I told the audience that labor markets are in the midst of a half century of marked change. Jobs have been significantly polarized into high-wage, highly educated jobs and low-wage, poorly educated jobs. There is also a growing geographic concentration of such jobs, with better-educated workers concentrating in urban places.
Indiana is at elevated risk of this trend affecting us. We lead the nation in occupations that are at risk of automation. While we cannot know with certainty where this trend is headed, there are clear lessons from the past 50 years. Maybe the most important of these was that future job skills are likely to demand more fundamental learning, or what the Indiana Constitution calls “general diffused.” This learning takes place almost exclusively in classrooms focusing on basic and advanced literacy and mathematics. These skills allow us to learn the more complex tasks of work. It seems likely that the most critical skills of the future will be those that allow students to adapt, learn new tasks and become productive in a highly automated environment. I then shifted to Indiana’s experience, which is more worrisome than it should be.
Following the Great Recession, employment growth in Indiana has been very different from the nation as a whole. More than eight in 10 new jobs nationally have gone to college graduates, but here in Indiana it is only about one in six new jobs. This, I noted is a complex problem, but one root cause is simply a failure to have an adequate supply of college graduates. Jobs move to people far more than people move to jobs.
I told the audience that the best evidence suggests the school reforms of 2008-2010 have been successful. We can tell this from the National Assessment of Educational Progress exams that are administered nationwide. These aren’t perfect, but they do indicate Indiana has pulled above the national average in both reading and math. This is a monumental victory for Indiana and for public education in Indiana.
It also appears that higher education is doing well. For every 100 students Indiana sends to an out-of-state school, we bring 260 students from out of state into our colleges and universities. Indiana has three schools in the national top 100 public research universities, which are student magnets. We have strong higher education, but not enough Hoosier kids are going to college.

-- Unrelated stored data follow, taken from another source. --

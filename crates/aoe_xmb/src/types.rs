//! Base types for structure of XMB file.

use binrw::{BinRead, BinWrite};
use byteorder::{LittleEndian, WriteBytesExt};
use std::io::{self, Write};

/// Tag written at the start of every node
pub const NODE_TAG: [u8; 2] = *b"XN";

/// Bytes of a length field and everything before it, excluded from the stored length
pub const LENGTH_PREFIX: usize = 6;

/// XMB file header
///
/// Defines the header of the XMB file which always starts with "X1", the file length and a fixed
/// "XR" sub-header. All data is stored in little endian format
#[derive(BinRead, BinWrite, Debug, Copy, Clone, PartialEq, Eq)]
#[brw(magic = b"X1", little)]
pub struct XmbHeader {
    /// Size of the file minus the magic and this field
    pub length: u32,

    /// Always 4
    #[brw(magic = b"XR")]
    pub root_version: u32,

    /// Always 8
    pub tree_version: u32,
}

impl XmbHeader {
    /// Size of the serialized header
    pub const SIZE: usize = 16;

    /// Create a header storing `length`, the file size minus 6
    pub fn new(length: u32) -> Self {
        Self {
            length,
            root_version: 4,
            tree_version: 8,
        }
    }
}

/// Bytes used by a character count followed by `units` UTF-16 characters
pub(crate) fn utf16_size(units: usize) -> usize {
    4 + units * 2
}

/// Write a UTF-16 character count followed by the UTF-16LE characters
pub(crate) fn write_utf16<W: Write>(writer: &mut W, units: &[u16]) -> io::Result<()> {
    writer.write_u32::<LittleEndian>(units.len() as u32)?;
    for unit in units {
        writer.write_u16::<LittleEndian>(*unit)?;
    }
    Ok(())
}
pub mod alz4;
pub mod bar;
pub mod pack;
pub mod xmb;

#[derive(clap::Subcommand)]
pub enum Commands {
    /// Convert a source directory into XMB files and archive them
    Pack(pack::PackArgs),
    /// Handle XMB files
    Xmb {
        #[command(subcommand)]
        command: xmb::XmbCommands,
    },
    /// Handle ALZ4 files
    Alz4 {
        #[command(subcommand)]
        command: alz4::Alz4Commands,
    },
    /// Handle BAR files
    Bar {
        #[command(subcommand)]
        command: bar::BarCommands,
    },
}

impl Commands {
    pub fn handle(&self) -> miette::Result<()> {
        match self {
            Commands::Pack(pack) => pack.handle(),
            Commands::Xmb { command } => command.handle(),
            Commands::Alz4 { command } => command.handle(),
            Commands::Bar { command } => command.handle(),
        }
    }
}
//! Block compression and decompression handling.

use crate::error::Result;

/// A compressor for a single, self-contained block of bytes.
///
/// The frame only stores the two sizes next to the block, so the compressor must not add its own
/// size prefix or framing.
pub trait BlockCompressor {
    /// Compress the whole input into a new block
    fn compress(&self, input: &[u8]) -> Vec<u8>;

    /// Decompress a block into `output`, returning the number of bytes produced
    fn decompress(&self, input: &[u8], output: &mut [u8]) -> Result<usize>;
}

/// Raw LZ4 block compression, as used by the game
#[derive(Debug, Default, Copy, Clone, PartialEq, Eq)]
pub struct Lz4Block;

impl BlockCompressor for Lz4Block {
    fn compress(&self, input: &[u8]) -> Vec<u8> {
        lz4_flex::block::compress(input)
    }

    fn decompress(&self, input: &[u8], output: &mut [u8]) -> Result<usize> {
        Ok(lz4_flex::block::decompress_into(input, output)?)
    }
}
use std::io::IsTerminal;

use clap::Parser;
use clap_verbosity_flag::{InfoLevel, Verbosity};
use miette::{IntoDiagnostic, Result};
use tracing_log::AsTrace;
use tracing_subscriber::{layer::SubscriberExt, util::SubscriberInitExt, EnvFilter};

#[derive(Parser)]
#[command(version, about, long_about = None)]
#[command(propagate_version = true)]
struct Cli {
    #[command(flatten)]
    verbose: Verbosity<InfoLevel>,

    #[command(subcommand)]
    command: aoe::commands::Commands,
}

fn main() -> Result<()> {
    better_panic::install();

    let cli = Cli::parse();

    tracing_subscriber::registry()
        .with(
            tracing_subscriber::fmt::layer()
                .with_ansi(std::io::stdout().is_terminal())
                .with_file(true)
                .with_line_number(true)
                .with_target(false)
                .without_time()
                .compact(),
        )
        .with(
            EnvFilter::builder()
                .with_default_directive(cli.verbose.log_level_filter().as_trace().into())
                .from_env_lossy(),
        )
        .try_init()
        .into_diagnostic()?;

    cli.command.handle()
}
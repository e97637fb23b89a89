//! This library handles reading from and creating **ALZ4** files used by *Age of Empires III*.
//!
//! # ALZ4 Container Format Documentation
//!
//! ALZ4 is a thin wrapper around a single raw LZ4 block. The game uses it for most of the files stored
//! inside of BAR archives, typically XMB trees.
//!
//! ## File Structure
//!
//! | Offset (bytes) | Field                  | Description                                                |
//! |----------------|------------------------|------------------------------------------------------------|
//! | 0x0000         | Magic number           | 4 bytes: 0x347A6C61 ("alz4")                               |
//! | 0x0004         | Uncompressed Size      | 4 bytes: Size of the payload once decompressed             |
//! | 0x0008         | Compressed Size        | 4 bytes: Size of the compressed payload                    |
//! | 0x000C         | Version                | 4 bytes: Fixed value 0x00000001                            |
//! | 0x0010         | Payload                | (Compressed Size) bytes: raw LZ4 block                     |
//!
//! ### Header
//!
//! - **Magic Number**: The ASCII text `alz4`. Readers compare it case-insensitively.
//! - **Uncompressed Size**: Exact number of bytes the payload expands to.
//! - **Compressed Size**: Exact number of payload bytes following the header.
//! - **Version**: Always written as `1`, ignored when reading.
//!
//! The first 12 bytes are enough to learn the stored payload size, which is what BAR archives record
//! for compressed entries (see [`fs::compressed_size_of`]).
//!
//! ## Additional Information
//!
//! - **Endianness**: Little-endian for all multi-byte integers
//! - **Compression**: LZ4 block format, without the LZ4 frame wrapper or a size prefix
//!

pub mod compression;
pub mod error;
pub mod frame;
pub mod fs;
pub mod types;

pub use compression::{BlockCompressor, Lz4Block};
pub use frame::{decode, encode, is_alz4, peek_compressed_size};
pub use types::Alz4Header;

The drop-off in college attendance in Indiana seems to accompany broad efforts to downplay the importance of both K-12 and college education. It is difficult to understand the motives for this, especially after the Daniels administration was so aspirational in its efforts to promote educational attainment.
It is a simple fact that inflation-adjusted spending on both higher education and K-12 has dropped since 2010. As I’ve written before, the educational attainment profile of Indiana’s labor force has now slipped beneath Kentucky’s. This is worse for the state’s economy than if our tax climate had slipped beneath that of Illinois. In terms of improving human capital, this economic recovery has been wasted.
There are other worrisome trends as well. Our statewide community college system holds Indiana in last place in two-year college graduation rates and much of our workforce training dollars are spent on occupations with declining wages. Thus, we are paying to train men and women in the occupations of the past, not the future. This type of error would not surprise those who penned Indiana’s Constitution. I also warned that loosening graduation requirements and increasing vocational focus down to elementary schools would reduce the share of Hoosier kids who go to college in the coming years.
Finally, I told the assembled school superintendents that a successful Indiana would have to send many more children to college, perhaps 10,000 per year. I asked them to have frank conversations with their school boards, teachers and families about this challenge. I also told them that this was a non-partisan issue, and the focus on more education was not about teachers or professors, but the very future of Indiana’s economy.